Exercise objective:
Filter the records for lines holding the string "Returns".

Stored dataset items
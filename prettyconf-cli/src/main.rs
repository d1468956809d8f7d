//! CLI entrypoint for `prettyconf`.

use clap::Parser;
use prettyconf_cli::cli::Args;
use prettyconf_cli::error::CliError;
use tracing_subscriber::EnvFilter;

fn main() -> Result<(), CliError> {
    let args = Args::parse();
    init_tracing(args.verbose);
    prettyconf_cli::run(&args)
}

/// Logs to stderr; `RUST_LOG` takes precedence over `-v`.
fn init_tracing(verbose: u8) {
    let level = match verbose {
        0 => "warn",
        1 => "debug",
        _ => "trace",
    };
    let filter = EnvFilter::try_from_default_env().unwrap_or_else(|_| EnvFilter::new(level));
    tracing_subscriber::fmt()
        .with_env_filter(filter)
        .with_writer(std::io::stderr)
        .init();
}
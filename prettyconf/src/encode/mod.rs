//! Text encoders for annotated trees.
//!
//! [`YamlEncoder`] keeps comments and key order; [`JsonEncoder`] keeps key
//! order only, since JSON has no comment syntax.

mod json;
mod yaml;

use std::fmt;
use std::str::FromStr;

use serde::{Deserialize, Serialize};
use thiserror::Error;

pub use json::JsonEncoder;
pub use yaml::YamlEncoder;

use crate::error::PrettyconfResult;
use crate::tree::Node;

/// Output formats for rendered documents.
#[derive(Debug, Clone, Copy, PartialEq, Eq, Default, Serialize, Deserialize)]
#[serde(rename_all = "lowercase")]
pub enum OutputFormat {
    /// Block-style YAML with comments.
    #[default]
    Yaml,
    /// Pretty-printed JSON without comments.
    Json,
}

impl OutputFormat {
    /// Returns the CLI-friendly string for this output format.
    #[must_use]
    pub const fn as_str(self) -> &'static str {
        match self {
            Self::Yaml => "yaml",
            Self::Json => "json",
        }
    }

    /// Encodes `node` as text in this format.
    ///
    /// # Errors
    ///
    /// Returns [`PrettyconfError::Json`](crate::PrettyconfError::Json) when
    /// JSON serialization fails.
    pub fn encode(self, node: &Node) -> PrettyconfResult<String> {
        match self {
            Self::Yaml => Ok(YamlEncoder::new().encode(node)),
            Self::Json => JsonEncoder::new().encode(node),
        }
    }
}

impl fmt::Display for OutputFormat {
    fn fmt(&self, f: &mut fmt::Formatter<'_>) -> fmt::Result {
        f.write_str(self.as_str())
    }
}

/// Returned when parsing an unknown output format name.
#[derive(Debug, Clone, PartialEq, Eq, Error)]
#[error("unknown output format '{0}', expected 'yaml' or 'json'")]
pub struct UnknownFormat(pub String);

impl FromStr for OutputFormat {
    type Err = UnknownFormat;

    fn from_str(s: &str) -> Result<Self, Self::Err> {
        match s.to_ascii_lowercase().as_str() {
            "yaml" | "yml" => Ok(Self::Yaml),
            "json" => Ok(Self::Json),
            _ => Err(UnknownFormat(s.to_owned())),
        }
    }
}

Completed task:
    /// Returns the CLI-friendly string for this output format.
    /// Returns [`PrettyconfError::Json`](crate::PrettyconfError::Json) when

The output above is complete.